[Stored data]
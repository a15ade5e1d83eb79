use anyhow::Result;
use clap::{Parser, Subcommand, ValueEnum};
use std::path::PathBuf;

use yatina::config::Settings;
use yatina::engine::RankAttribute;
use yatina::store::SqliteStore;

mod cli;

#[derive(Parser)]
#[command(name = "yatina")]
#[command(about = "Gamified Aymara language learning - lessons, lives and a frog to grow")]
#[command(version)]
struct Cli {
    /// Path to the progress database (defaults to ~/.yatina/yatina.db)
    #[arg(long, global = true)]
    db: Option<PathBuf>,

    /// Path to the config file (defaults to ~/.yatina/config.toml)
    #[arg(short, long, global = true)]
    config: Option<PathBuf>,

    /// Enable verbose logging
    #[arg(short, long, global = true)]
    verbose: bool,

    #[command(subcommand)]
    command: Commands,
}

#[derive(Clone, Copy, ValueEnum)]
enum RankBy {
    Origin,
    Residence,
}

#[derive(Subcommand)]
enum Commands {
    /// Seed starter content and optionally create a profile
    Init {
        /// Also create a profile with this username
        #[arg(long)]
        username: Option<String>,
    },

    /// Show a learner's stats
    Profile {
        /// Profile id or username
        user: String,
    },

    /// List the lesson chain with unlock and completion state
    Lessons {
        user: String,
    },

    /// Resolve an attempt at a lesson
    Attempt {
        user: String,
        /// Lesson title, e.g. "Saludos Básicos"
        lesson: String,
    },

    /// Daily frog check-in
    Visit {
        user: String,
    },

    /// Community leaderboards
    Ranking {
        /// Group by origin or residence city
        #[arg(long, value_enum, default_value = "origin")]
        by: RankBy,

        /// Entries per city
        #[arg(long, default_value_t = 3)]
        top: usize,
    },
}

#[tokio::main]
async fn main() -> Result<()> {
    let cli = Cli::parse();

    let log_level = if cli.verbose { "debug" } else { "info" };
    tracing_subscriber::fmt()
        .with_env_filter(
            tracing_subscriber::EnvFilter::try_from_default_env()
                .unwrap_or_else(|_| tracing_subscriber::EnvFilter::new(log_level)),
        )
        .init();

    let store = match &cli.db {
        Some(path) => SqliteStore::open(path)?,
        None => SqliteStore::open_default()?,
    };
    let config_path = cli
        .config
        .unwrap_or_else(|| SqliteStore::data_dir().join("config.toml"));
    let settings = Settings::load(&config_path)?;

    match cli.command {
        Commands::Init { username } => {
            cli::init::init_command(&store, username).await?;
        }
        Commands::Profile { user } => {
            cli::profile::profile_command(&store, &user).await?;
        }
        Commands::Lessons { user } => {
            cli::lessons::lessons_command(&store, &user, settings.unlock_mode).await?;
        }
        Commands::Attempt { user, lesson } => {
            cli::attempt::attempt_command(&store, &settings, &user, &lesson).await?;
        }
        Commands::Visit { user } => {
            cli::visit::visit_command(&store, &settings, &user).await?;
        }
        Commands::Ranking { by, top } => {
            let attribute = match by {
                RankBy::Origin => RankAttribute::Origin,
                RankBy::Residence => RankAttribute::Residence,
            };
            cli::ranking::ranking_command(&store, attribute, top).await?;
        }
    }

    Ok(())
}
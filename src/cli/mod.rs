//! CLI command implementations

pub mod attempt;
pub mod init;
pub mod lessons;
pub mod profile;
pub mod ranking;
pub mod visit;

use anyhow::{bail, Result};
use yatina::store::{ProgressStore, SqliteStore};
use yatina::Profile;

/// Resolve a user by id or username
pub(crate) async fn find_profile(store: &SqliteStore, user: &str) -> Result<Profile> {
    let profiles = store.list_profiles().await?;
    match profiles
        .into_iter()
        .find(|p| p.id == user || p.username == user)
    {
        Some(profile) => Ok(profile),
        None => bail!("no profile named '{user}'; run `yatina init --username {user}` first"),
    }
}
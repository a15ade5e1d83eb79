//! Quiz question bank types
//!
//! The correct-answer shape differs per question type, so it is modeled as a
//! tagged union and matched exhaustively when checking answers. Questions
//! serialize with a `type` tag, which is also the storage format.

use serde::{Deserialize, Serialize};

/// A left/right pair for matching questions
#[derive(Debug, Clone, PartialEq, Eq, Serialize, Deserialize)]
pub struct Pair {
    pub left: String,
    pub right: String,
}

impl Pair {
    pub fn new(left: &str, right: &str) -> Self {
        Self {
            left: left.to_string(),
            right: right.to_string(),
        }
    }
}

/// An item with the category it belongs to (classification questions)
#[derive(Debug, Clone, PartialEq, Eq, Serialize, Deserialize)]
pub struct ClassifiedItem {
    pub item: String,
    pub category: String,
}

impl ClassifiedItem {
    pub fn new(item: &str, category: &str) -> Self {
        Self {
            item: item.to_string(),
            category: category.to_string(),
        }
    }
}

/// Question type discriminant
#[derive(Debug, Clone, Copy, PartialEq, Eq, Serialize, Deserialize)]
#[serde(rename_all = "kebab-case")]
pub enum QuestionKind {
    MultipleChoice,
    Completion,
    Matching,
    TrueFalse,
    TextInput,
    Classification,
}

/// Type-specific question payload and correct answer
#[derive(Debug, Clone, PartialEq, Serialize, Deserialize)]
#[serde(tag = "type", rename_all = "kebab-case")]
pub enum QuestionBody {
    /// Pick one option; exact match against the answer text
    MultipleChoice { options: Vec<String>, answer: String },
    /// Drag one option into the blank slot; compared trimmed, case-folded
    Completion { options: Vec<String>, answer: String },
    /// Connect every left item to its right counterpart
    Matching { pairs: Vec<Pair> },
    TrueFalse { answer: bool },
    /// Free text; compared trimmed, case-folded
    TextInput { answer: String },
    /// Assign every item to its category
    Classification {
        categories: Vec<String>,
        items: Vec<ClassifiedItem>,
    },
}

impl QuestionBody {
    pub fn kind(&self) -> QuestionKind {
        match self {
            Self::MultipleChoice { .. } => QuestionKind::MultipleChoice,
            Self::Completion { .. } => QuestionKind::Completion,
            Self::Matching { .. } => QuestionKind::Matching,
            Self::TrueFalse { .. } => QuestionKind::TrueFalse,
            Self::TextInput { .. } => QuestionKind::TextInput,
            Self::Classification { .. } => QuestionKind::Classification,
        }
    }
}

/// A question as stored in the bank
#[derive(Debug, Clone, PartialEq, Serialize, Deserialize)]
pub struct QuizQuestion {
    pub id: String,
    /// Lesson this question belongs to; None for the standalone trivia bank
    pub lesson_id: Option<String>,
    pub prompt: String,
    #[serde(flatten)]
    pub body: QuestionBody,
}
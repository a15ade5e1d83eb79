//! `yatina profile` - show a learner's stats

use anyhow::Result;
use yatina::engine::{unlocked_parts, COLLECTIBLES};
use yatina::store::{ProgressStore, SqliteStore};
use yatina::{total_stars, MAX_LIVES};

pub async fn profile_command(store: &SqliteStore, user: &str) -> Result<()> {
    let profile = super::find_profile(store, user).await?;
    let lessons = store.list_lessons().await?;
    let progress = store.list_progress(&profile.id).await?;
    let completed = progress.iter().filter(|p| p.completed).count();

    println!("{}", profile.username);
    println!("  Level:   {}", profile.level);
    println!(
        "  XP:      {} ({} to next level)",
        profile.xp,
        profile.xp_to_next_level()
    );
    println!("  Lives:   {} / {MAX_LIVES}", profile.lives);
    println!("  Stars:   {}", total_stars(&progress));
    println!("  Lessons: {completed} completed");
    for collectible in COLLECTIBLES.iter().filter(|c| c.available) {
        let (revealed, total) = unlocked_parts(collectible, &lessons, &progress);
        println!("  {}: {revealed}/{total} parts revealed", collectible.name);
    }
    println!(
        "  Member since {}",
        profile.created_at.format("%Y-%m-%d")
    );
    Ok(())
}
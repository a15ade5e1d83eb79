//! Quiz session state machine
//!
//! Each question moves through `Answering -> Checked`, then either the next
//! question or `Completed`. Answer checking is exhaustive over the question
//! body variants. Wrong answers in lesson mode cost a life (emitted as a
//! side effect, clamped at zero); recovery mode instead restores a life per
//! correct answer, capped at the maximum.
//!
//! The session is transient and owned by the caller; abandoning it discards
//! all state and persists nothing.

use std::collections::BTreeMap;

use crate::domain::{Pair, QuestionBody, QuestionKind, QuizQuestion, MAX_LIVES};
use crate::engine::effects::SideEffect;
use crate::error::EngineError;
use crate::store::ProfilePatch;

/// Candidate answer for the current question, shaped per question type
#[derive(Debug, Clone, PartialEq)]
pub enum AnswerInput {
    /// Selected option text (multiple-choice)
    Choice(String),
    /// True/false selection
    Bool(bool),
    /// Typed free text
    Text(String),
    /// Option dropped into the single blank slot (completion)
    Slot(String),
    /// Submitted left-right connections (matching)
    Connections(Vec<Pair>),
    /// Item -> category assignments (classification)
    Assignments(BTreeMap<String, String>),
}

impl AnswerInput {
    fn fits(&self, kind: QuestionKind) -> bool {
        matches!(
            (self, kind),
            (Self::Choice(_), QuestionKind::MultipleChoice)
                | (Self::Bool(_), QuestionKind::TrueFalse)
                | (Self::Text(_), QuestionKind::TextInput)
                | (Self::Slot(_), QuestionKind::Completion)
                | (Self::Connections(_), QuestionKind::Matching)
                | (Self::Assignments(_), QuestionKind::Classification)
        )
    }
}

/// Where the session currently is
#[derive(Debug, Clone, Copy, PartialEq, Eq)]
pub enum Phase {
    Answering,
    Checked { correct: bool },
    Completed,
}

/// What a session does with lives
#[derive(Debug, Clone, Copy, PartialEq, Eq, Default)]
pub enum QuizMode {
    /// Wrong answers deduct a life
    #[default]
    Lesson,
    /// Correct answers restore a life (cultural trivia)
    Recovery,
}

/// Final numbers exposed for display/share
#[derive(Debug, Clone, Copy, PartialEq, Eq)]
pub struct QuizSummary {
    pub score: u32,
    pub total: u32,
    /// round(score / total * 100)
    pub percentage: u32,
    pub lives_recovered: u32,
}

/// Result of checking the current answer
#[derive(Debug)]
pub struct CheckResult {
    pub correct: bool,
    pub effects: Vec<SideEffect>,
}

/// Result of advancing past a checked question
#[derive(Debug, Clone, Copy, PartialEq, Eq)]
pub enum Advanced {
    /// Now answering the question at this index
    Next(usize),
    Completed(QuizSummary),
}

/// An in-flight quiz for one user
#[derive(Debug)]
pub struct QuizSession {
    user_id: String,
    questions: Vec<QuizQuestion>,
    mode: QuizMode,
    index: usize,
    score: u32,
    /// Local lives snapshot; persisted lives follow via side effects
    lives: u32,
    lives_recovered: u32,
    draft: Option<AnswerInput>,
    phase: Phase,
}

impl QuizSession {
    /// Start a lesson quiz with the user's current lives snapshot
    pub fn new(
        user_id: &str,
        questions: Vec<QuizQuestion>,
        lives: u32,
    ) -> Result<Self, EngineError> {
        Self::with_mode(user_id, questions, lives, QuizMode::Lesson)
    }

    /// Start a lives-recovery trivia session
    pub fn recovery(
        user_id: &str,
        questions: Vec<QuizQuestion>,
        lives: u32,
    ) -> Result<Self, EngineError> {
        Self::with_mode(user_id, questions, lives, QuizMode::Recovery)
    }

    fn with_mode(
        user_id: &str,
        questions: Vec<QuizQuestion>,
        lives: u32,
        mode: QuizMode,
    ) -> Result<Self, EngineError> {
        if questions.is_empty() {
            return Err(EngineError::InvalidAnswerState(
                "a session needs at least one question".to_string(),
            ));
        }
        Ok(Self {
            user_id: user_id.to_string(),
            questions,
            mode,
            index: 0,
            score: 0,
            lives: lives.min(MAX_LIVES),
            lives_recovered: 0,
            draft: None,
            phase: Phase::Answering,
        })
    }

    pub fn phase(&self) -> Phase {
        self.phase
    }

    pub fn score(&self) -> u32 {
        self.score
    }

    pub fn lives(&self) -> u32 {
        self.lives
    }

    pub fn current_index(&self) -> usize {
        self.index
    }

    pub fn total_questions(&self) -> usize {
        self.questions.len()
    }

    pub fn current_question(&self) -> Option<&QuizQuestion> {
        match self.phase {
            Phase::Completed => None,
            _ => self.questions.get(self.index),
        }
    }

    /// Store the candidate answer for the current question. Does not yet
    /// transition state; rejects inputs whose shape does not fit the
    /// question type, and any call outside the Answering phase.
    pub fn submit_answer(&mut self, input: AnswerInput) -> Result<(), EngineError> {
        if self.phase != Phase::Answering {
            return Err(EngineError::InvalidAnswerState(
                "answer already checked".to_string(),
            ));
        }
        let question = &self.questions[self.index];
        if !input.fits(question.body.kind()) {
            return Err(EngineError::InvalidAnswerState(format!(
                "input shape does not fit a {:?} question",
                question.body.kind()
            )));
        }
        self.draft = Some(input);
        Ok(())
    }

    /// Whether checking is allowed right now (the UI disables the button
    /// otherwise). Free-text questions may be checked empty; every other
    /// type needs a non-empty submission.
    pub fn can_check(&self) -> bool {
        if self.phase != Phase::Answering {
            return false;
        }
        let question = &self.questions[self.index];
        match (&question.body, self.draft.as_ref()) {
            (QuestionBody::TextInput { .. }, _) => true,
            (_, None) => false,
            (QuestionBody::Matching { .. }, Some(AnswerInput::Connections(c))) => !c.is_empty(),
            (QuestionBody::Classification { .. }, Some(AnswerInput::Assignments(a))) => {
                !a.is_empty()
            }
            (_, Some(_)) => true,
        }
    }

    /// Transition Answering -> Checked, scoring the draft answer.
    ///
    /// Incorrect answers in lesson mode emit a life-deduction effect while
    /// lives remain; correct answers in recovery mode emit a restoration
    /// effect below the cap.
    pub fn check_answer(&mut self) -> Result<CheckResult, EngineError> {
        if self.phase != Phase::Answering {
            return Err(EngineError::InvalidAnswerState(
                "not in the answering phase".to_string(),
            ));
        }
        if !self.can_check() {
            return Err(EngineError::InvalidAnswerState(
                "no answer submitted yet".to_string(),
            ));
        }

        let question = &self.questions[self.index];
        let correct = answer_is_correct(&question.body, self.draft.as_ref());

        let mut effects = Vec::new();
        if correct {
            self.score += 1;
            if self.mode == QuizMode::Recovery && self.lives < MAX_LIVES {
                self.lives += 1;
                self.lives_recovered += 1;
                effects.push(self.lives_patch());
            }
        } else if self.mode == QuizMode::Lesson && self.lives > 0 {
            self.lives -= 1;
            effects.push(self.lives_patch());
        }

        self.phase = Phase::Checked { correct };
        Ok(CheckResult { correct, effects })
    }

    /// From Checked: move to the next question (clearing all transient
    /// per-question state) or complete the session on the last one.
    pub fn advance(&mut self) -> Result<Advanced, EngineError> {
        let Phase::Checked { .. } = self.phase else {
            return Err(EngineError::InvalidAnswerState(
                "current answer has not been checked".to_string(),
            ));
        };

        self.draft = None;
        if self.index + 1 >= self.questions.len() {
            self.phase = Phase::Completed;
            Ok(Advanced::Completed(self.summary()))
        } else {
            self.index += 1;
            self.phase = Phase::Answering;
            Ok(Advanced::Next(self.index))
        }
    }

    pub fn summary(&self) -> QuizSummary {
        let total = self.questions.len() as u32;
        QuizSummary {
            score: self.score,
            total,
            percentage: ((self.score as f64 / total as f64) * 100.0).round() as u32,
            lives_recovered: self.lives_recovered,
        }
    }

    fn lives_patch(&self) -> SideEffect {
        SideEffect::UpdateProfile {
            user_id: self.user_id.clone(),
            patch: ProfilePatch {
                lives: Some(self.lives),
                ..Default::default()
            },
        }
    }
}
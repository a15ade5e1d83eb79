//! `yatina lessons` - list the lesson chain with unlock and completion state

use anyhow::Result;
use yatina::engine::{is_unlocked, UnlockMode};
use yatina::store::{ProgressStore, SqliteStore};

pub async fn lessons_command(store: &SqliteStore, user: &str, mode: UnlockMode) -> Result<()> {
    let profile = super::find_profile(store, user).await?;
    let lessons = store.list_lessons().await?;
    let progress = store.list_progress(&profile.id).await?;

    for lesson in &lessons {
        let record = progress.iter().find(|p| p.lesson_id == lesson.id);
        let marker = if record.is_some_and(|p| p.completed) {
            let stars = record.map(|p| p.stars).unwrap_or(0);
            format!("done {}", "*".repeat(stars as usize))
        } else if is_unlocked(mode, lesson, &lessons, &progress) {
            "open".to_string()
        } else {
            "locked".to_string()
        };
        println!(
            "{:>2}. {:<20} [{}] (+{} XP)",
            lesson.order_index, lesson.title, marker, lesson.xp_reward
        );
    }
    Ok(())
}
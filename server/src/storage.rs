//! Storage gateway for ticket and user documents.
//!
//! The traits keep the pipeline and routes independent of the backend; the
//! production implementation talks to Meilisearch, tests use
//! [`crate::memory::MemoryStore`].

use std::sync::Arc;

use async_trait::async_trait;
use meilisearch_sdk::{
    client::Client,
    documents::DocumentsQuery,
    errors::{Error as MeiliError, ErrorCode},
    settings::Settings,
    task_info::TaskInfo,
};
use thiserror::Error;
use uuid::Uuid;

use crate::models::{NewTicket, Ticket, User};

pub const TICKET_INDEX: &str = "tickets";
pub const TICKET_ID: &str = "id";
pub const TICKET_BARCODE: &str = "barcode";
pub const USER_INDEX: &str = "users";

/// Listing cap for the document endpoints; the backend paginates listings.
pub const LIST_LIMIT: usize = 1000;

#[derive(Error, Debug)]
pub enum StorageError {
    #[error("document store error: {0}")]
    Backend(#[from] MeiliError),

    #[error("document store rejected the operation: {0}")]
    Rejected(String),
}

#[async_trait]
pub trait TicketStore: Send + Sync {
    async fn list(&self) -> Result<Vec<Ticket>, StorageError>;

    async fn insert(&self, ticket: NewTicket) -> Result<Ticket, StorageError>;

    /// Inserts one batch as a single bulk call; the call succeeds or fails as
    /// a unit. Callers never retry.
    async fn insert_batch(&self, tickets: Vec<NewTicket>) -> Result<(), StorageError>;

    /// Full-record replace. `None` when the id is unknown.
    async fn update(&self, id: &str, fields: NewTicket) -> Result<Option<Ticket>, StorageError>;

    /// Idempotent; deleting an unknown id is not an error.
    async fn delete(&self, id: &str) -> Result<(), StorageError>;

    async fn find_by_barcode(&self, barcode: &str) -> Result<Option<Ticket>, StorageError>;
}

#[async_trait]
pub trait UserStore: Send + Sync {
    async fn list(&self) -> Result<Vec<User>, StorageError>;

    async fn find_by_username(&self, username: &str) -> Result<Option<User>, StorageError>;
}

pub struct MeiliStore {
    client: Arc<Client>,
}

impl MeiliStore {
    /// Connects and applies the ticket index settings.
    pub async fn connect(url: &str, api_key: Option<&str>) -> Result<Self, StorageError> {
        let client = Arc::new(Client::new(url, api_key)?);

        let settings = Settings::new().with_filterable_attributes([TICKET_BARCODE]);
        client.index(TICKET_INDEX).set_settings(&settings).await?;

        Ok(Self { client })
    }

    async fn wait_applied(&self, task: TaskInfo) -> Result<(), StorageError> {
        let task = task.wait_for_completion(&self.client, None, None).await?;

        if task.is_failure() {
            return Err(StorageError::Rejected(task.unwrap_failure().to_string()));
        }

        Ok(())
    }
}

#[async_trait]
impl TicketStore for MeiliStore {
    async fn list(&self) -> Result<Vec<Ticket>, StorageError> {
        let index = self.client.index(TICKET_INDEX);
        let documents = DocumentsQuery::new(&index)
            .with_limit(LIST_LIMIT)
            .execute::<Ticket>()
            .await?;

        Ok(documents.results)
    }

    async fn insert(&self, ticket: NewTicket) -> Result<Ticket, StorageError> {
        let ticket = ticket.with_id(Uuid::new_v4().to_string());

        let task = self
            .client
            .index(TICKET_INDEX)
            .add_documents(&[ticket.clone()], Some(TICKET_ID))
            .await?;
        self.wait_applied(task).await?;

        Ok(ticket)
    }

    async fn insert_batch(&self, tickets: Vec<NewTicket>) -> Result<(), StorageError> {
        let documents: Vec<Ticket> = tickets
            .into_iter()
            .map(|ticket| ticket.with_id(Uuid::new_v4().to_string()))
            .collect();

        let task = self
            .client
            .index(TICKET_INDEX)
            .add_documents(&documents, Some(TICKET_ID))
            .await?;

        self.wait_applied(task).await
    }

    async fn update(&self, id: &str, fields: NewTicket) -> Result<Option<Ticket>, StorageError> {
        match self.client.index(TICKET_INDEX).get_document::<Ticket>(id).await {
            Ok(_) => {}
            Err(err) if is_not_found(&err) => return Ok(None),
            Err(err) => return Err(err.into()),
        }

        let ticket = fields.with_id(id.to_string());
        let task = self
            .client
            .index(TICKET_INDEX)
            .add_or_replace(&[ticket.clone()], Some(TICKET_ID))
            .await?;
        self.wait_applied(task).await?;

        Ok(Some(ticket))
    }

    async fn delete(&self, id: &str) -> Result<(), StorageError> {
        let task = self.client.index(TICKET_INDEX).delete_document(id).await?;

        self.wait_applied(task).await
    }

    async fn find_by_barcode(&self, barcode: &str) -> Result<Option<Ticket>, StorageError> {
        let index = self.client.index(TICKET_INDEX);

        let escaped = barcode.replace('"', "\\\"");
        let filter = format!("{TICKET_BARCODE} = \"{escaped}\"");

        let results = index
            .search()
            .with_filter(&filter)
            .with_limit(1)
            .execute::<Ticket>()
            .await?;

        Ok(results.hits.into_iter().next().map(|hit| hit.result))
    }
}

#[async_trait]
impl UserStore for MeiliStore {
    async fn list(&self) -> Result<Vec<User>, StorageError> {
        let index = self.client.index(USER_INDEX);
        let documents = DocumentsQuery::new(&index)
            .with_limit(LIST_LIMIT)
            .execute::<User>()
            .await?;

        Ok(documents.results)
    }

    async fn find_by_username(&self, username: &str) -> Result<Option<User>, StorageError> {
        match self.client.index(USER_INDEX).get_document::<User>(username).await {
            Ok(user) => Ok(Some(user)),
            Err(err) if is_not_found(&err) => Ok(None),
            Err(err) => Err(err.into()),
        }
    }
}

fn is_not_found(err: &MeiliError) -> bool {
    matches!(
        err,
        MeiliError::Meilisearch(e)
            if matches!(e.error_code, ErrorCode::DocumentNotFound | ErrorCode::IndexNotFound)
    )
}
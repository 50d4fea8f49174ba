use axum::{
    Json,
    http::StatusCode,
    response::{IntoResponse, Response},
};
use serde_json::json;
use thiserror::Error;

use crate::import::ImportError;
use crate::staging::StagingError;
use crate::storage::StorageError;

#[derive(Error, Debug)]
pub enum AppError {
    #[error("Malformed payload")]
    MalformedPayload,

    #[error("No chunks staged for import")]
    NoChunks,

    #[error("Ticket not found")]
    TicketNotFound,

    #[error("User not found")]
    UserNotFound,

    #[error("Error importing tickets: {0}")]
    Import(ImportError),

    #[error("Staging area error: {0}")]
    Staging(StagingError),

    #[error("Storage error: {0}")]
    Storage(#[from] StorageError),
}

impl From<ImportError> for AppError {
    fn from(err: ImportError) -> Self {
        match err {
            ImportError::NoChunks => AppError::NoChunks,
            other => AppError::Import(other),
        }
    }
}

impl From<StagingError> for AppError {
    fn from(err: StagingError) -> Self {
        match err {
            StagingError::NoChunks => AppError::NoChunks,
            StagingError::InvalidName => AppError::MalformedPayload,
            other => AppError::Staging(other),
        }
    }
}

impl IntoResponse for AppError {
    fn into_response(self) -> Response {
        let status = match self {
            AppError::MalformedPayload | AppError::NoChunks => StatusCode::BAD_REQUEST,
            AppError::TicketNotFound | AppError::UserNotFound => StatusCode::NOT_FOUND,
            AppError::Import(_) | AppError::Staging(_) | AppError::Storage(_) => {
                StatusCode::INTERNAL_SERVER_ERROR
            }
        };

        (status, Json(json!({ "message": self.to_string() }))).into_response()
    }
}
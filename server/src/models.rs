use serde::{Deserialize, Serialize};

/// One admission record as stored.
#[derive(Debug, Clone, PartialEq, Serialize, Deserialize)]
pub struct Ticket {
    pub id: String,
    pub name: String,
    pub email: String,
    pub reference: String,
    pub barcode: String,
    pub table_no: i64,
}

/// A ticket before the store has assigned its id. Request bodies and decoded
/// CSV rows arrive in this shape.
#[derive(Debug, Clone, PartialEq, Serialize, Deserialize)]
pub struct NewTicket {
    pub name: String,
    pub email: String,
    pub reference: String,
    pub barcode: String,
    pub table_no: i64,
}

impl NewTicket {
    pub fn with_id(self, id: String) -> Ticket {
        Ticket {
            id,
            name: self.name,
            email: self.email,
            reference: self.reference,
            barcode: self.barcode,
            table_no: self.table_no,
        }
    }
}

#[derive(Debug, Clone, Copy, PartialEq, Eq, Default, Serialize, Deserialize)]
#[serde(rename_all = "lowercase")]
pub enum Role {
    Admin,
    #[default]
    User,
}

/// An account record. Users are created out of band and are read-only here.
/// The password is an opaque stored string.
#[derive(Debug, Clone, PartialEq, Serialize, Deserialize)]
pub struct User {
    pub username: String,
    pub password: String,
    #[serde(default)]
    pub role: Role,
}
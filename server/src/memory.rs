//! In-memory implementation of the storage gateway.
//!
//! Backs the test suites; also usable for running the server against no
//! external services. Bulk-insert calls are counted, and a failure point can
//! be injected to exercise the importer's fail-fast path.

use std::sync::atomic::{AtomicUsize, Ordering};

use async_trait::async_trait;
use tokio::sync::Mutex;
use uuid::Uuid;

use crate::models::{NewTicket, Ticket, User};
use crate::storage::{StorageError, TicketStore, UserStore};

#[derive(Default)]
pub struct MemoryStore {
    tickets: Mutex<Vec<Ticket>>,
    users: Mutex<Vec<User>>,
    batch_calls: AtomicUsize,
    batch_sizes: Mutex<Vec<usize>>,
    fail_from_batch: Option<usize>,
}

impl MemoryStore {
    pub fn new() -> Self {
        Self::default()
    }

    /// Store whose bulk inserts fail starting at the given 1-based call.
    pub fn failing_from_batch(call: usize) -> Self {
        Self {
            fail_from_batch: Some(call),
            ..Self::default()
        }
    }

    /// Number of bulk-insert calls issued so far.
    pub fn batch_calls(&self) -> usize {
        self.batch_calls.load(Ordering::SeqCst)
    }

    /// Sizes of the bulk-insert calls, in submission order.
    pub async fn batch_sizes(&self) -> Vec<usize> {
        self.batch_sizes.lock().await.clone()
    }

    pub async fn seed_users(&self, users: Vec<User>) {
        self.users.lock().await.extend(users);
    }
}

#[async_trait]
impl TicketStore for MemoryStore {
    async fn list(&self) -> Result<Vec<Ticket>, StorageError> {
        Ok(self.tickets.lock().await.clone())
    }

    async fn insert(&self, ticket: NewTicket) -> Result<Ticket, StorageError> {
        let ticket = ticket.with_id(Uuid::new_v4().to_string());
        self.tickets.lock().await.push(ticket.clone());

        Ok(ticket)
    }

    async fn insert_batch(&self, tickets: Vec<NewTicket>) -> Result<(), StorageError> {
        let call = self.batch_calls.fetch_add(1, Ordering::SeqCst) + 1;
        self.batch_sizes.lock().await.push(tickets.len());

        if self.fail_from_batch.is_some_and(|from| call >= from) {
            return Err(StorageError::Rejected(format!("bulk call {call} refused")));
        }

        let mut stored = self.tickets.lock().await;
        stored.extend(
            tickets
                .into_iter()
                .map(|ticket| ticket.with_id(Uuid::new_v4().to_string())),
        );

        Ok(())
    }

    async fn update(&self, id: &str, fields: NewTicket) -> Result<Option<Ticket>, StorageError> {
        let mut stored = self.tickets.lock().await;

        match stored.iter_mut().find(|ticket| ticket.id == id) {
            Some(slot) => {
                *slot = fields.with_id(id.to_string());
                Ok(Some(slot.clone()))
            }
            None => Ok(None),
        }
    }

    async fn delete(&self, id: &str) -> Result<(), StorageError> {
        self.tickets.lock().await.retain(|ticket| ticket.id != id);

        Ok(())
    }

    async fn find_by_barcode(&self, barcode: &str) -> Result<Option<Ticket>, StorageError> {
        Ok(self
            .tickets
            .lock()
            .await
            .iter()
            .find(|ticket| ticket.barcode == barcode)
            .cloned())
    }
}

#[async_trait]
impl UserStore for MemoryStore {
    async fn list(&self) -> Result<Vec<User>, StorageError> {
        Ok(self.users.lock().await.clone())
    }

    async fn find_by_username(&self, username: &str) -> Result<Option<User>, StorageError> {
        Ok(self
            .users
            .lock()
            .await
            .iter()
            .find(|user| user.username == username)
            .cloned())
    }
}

Task directions: Among the lines of the data, some may include "gateway" as a word or string; report how many, and nothing else.

Response to this task: 2